use motion_common::motion::ChannelSet;
use motion_common::rig;
use motion_common::skeleton::{BoneRestInfo, Skeleton};

use crate::clip::{ClipSource, CurveKind};
use crate::evaluate::PoseEvaluator;
use crate::export::ExportReport;

/// Hard limit the binary consumer enforces on exported bones.
pub const MAX_EXPORT_BONES: usize = 32;

#[derive(Debug, Clone, thiserror::Error)]
pub enum CollectError {
    /// More animated bones than the consumer accepts; the export must not
    /// proceed
    #[error("{count} animated bones exceed the export limit of {MAX_EXPORT_BONES}")]
    TooManyBones { count: usize },
}

#[derive(Debug, Clone, Copy)]
pub struct CollectOptions {
    /// Export translation channels beyond the pelvis
    pub with_translation: bool,
    /// Populate rest metadata from bind matrices instead of rest matrices
    pub use_bind_pose: bool,
}

impl Default for CollectOptions {
    fn default() -> Self {
        Self {
            with_translation: false,
            use_bind_pose: true,
        }
    }
}

/// Driver/driven relationships between bones, built once by scanning
/// every bone's constraint targets. Queried, never mutated.
#[derive(Debug, Clone, Default)]
pub struct DriverGraph {
    drives: HashMap<String, Vec<String>>,
    driven_by: HashMap<String, Vec<String>>,
}

impl DriverGraph {
    pub fn build(skel: &Skeleton) -> Self {
        let mut graph = Self::default();
        for bone in skel.bones() {
            for target in &bone.constraint_targets {
                if !skel.contains(target) {
                    continue; // cross-armature target, not ours
                }
                graph
                    .drives
                    .entry(target.clone())
                    .or_default()
                    .push(bone.name.clone());
                graph
                    .driven_by
                    .entry(bone.name.clone())
                    .or_default()
                    .push(target.clone());
            }
        }
        graph
    }

    pub fn drives(&self, bone: &str) -> &[String] {
        self.drives.get(bone).map_or(&[], Vec::as_slice)
    }

    pub fn driven_by(&self, bone: &str) -> &[String] {
        self.driven_by.get(bone).map_or(&[], Vec::as_slice)
    }

    /// Every bone this bone drives, transitively, in breadth-first order.
    pub fn drives_transitive(&self, bone: &str) -> Vec<String> {
        let mut seen: HashSet<&str> = HashSet::new();
        seen.insert(bone);
        let mut queue: Vec<&str> = vec![bone];
        let mut out = Vec::new();
        while let Some(cur) = queue.pop() {
            for driven in self.drives(cur) {
                if seen.insert(driven.as_str()) {
                    out.push(driven.clone());
                    queue.push(driven.as_str());
                }
            }
        }
        out
    }
}

/// Cache rest metadata for a bone, first value wins.
fn populate_rest_info<E: PoseEvaluator + ?Sized>(
    channels: &mut ChannelSet,
    skel: &Skeleton,
    eval: &E,
    opts: &CollectOptions,
    name: &str,
) {
    if channels.has_rest_info(name) {
        return;
    }
    let matrix_of = |bone: &str| {
        if opts.use_bind_pose {
            eval.bind_local(bone)
        } else {
            eval.rest_local(bone)
        }
    };
    let Some(m_bone) = matrix_of(name) else {
        return;
    };
    let m_parent = skel
        .parent_of(name)
        .and_then(|p| matrix_of(&p.name))
        .unwrap_or(glam::DMat4::IDENTITY);
    let rel = m_parent.inverse() * m_bone;
    let (_, rot0, offset0) = rel.to_scale_rotation_translation();
    let (pscale0, _, _) = m_parent.to_scale_rotation_translation();
    channels.put_rest_info(name, BoneRestInfo { rot0, pscale0, offset0 });
}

============================================================

** What you need to do **
Retype each of the preceding records exactly as printed.

** Exercise output **
use motion_common::motion::ChannelSet;
use motion_common::rig;
use motion_common::skeleton::{BoneRestInfo, Skeleton};

use crate::clip::{ClipSource, CurveKind};
use crate::evaluate::PoseEvaluator;
use crate::export::ExportReport;

/// Hard limit the binary consumer enforces on exported bones.
pub const MAX_EXPORT_BONES: usize = 32;

#[derive(Debug, Clone, thiserror::Error)]
pub enum CollectError {
    /// More animated bones than the consumer accepts; the export must not
    /// proceed
    #[error("{count} animated bones exceed the export limit of {MAX_EXPORT_BONES}")]
    TooManyBones { count: usize },
}

#[derive(Debug, Clone, Copy)]
pub struct CollectOptions {
    /// Export translation channels beyond the pelvis
    pub with_translation: bool,
    /// Populate rest metadata from bind matrices instead of rest matrices
    pub use_bind_pose: bool,
}

impl Default for CollectOptions {
    fn default() -> Self {
        Self {
            with_translation: false,
            use_bind_pose: true,
        }
    }
}

/// Driver/driven relationships between bones, built once by scanning
/// every bone's constraint targets. Queried, never mutated.
#[derive(Debug, Clone, Default)]
pub struct DriverGraph {
    drives: HashMap<String, Vec<String>>,
    driven_by: HashMap<String, Vec<String>>,
}

impl DriverGraph {
    pub fn build(skel: &Skeleton) -> Self {
        let mut graph = Self::default();
        for bone in skel.bones() {
            for target in &bone.constraint_targets {
                if !skel.contains(target) {
                    continue; // cross-armature target, not ours
                }
                graph
                    .drives
                    .entry(target.clone())
                    .or_default()
                    .push(bone.name.clone());
                graph
                    .driven_by
                    .entry(bone.name.clone())
                    .or_default()
                    .push(target.clone());
            }
        }
        graph
    }

    pub fn drives(&self, bone: &str) -> &[String] {
        self.drives.get(bone).map_or(&[], Vec::as_slice)
    }

    pub fn driven_by(&self, bone: &str) -> &[String] {
        self.driven_by.get(bone).map_or(&[], Vec::as_slice)
    }

    /// Every bone this bone drives, transitively, in breadth-first order.
    pub fn drives_transitive(&self, bone: &str) -> Vec<String> {
        let mut seen: HashSet<&str> = HashSet::new();
        seen.insert(bone);
        let mut queue: Vec<&str> = vec![bone];
        let mut out = Vec::new();
        while let Some(cur) = queue.pop() {
            for driven in self.drives(cur) {
                if seen.insert(driven.as_str()) {
                    out.push(driven.clone());
                    queue.push(driven.as_str());
                }
            }
        }
        out
    }
}

/// Cache rest metadata for a bone, first value wins.
fn populate_rest_info<E: PoseEvaluator + ?Sized>(
    channels: &mut ChannelSet,
    skel: &Skeleton,
    eval: &E,
    opts: &CollectOptions,
    name: &str,
) {
    if channels.has_rest_info(name) {
        return;
    }
    let matrix_of = |bone: &str| {
        if opts.use_bind_pose {
            eval.bind_local(bone)
        } else {
            eval.rest_local(bone)
        }
    };
    let Some(m_bone) = matrix_of(name) else {
        return;
    };
    let m_parent = skel
        .parent_of(name)
        .and_then(|p| matrix_of(&p.name))
        .unwrap_or(glam::DMat4::IDENTITY);
    let rel = m_parent.inverse() * m_bone;
    let (_, rot0, offset0) = rel.to_scale_rotation_translation();
    let (pscale0, _, _) = m_parent.to_scale_rotation_translation();
    channels.put_rest_info(name, BoneRestInfo { rot0, pscale0, offset0 });
}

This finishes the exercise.